After 15 March 2015 should any Shareholder party other than Deere wish to sell its shares then the agreement provides that Deere shall have a right of first refusal to purchase these shares at fair market value. Should Deere not exercise that right then the agreement provides the procedure whereby the shares may be sold through auction where Deere may be one of the bidders.

The Product Agreements
The new agreement between Bell and Deere centres around three products – Articulated Dump Trucks (ADTs), Front End Loaders (FELs) and side shift Tractor Loader Backhoes (TLBs). Bell is granting Deere the exclusive right to manufacture ADTs in North America and in exchange for this right Deere will pay Bell a royalty. Deere on the other hand is granting Bell the exclusive right to manufacture and distribute certain Deere designed FELs and side shift TLBs in southern Africa for which Bell will pay Deere royalties.

The initial royalties payable by each party are at an equal percentage of unit costs.

Each of the product agreements will be ‘evergreen’ but will be subject to termination should Deere or any affiliate of Deere cease to hold an equity interest in Bell or should either party be in breach and fail to rectify the breach.

Each of the parties will retain their respective intellectual property rights in the various products as exist at the time of concluding the agreements.
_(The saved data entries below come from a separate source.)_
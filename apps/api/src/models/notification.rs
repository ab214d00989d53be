use chrono::{DateTime, Utc};
use serde::{Deserialize, Serialize};
use sqlx::FromRow;
use uuid::Uuid;

/// Durable in-app notification. Deleting it also deletes the blob under `storage_key`, if any.
#[derive(Debug, Clone, Serialize, Deserialize, FromRow)]
#[serde(rename_all = "camelCase")]
pub struct NotificationRecord {
    pub id: Uuid,
    pub recipient_id: Option<Uuid>,
    pub message: String,
    pub storage_key: Option<String>,
    pub created_at: DateTime<Utc>,
}

#[derive(Debug, Clone)]
pub struct NewNotification {
    pub recipient_id: Option<Uuid>,
    pub message: String,
    pub storage_key: Option<String>,
}
use chrono::{DateTime, NaiveDate, Utc};
use serde::Deserialize;
use tracing::{info, warn};
use uuid::Uuid;

use crate::errors::AppError;
use crate::models::{EventRecord, NewEvent};
use crate::relay::Notice;
use crate::state::AppState;

#[derive(Debug, Clone, Default, Deserialize)]
#[serde(rename_all = "camelCase")]
pub struct CreateEventRequest {
    #[serde(default)]
    pub title: String,
    #[serde(default)]
    pub date: String,
    #[serde(default)]
    pub location: String,
    pub description: Option<String>,
    pub user_id: Option<Uuid>,
}

/// Accepts RFC 3339 timestamps or plain `YYYY-MM-DD` dates (midnight UTC).
pub fn parse_event_date(raw: &str) -> Result<DateTime<Utc>, AppError> {
    let raw = raw.trim();
    if let Ok(ts) = DateTime::parse_from_rfc3339(raw) {
        return Ok(ts.with_timezone(&Utc));
    }
    NaiveDate::parse_from_str(raw, "%Y-%m-%d")
        .ok()
        .and_then(|d| d.and_hms_opt(0, 0, 0))
        .map(|dt| dt.and_utc())
        .ok_or_else(|| AppError::Validation(format!("Invalid event date '{raw}'.")))
}

fn validate(req: CreateEventRequest) -> Result<NewEvent, AppError> {
    let mut missing = Vec::new();
    if req.title.trim().is_empty() {
        missing.push("title");
    }
    if req.date.trim().is_empty() {
        missing.push("date");
    }
    if req.location.trim().is_empty() {
        missing.push("location");
    }
    if !missing.is_empty() {
        return Err(AppError::Validation(format!(
            "Missing required fields: {}.",
            missing.join(", ")
        )));
    }

    Ok(NewEvent {
        title: req.title.trim().to_string(),
        date: parse_event_date(&req.date)?,
        location: req.location.trim().to_string(),
        description: req
            .description
            .map(|d| d.trim().to_string())
            .filter(|d| !d.is_empty()),
        owner_id: req.user_id,
    })
}

/// Persists the event, then announces it to every known user.
pub async fn create(state: &AppState, req: CreateEventRequest) -> Result<EventRecord, AppError> {
    let new = validate(req)?;
    let event = state.documents.insert_event(new).await?;
    info!(event_id = %event.id, "Event created");

    if let Err(e) = state
        .relay
        .notify_all_users(&Notice::new_event(event.owner_id))
        .await
    {
        warn!(event_id = %event.id, error = %e, "Event announcement not recorded");
    }

    Ok(event)
}

pub async fn list(state: &AppState) -> Result<Vec<EventRecord>, AppError> {
    state.documents.list_events().await
}

pub async fn delete(state: &AppState, id: Uuid) -> Result<EventRecord, AppError> {
    let event = state
        .documents
        .find_event(id)
        .await?
        .ok_or_else(|| AppError::NotFound("Event not found".to_string()))?;

    if !state.documents.delete_event(id).await? {
        return Err(AppError::NotFound("Event not found".to_string()));
    }
    info!(event_id = %id, "Event deleted");
    Ok(event)
}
Thereafter the agreements make various provisions for the allocation and sharing of product improvements. Thus the cost of having duplicated research and development departments will be rationalised.

The parties will leverage their respective purchasing strengths and any savings in the cost of producing any of the products will be shared for the mutual benefit of Bell and Deere in the future.

There are territorial restrictions attached to each product agreement. Deere may distribute and supply ADTs on an exclusive basis in North, Central and South America including the Caribbean Islands and China (the latter country and North America being shared initially with Hitachi). Deere may also sell ADTs on a non-exclusive basis anywhere in the world, excluding southern Africa and certain African countries for which Bell has exclusive rights and Australasia, South East Asia and Japan for which Hitachi has exclusive rights and excluding certain African countries. Hitachi may source its ADTs from either Bell or Deere, depending on where the products will be sold.

Bell has the non-exclusive right to market its ADT products anywhere in the world with the exception of Deere and Hitachi exclusive countries.

Bell and Deere will use their respective strengths to bring about savings in the cost of manufacture which translates into benefits for customers.

The FEL agreement relates to a range of products that will fill the gaps in Bell Equipment’s existing product offering of that equipment and permits Bell to market FELs on an exclusive basis in southern Africa and, upon approval of a business plan acceptable to Deere, on a non-exclusive basis in other countries except North, Central and South America. The agreement provides that Bell will discontinue production of its own FELs as soon as is practical, but in any event not later than 30 June 2006, and thereafter will only produce and sell the Deere designed models.
 

The TLB agreement relates to a specific variant known as the ‘side shift’ model which will be marketed by Bell in the same territories as the FELs. In addition Bell is contracted to manufacture these particular machines on behalf of Deere for supply to Deere and Hitachi with Bell earning the sales revenue but being required to pay Deere a royalty.

General provisions in all of the product agreements provide for the manufacturing party to use its brand on  the products it produces and that they will share the benefits of their research and development programmes with one another. The parties are confident that this new business model which is founded on good faith between them will deliver economies and translate into greater revenue earning opportunities.